[Task brief]: Your answer should hold all lines of the entries that include the word "SocialAuthenticator".

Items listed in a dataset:
===============

//! Adapters - Implementations of port interfaces.
//!
//! Adapters connect the bridge to external systems:
//! - `http` - axum middleware, extractors and endpoints
//! - `session` - Session store implementations (in-memory, Redis)
//! - `social` - Mock toolkit and user provider implementations

pub mod http;
pub mod session;
pub mod social;

pub use session::{session_store_from_config, InMemorySessionStore, RedisSessionStore};
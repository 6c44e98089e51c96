//! Application layer - provider routing and the social login flow.
//!
//! - `ProviderMap` resolves check paths to providers and owns the lazily
//!   built toolkit client
//! - `SocialAuthResponse` wraps one connected provider session
//! - `SocialAuthenticator` turns a connected session into an application user
//! - `SocialAuthFirewall` wires configuration, ports and session persistence

mod authenticator;
mod error;
mod firewall;
mod provider_map;
mod response;

pub use authenticator::{AuthenticationResult, SocialAuthToken, SocialAuthenticator};
pub use error::SocialAuthError;
pub use firewall::SocialAuthFirewall;
pub use provider_map::ProviderMap;
pub use response::SocialAuthResponse;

===============

[Response to the task]:
//! - `SocialAuthenticator` turns a connected session into an application user
pub use authenticator::{AuthenticationResult, SocialAuthToken, SocialAuthenticator};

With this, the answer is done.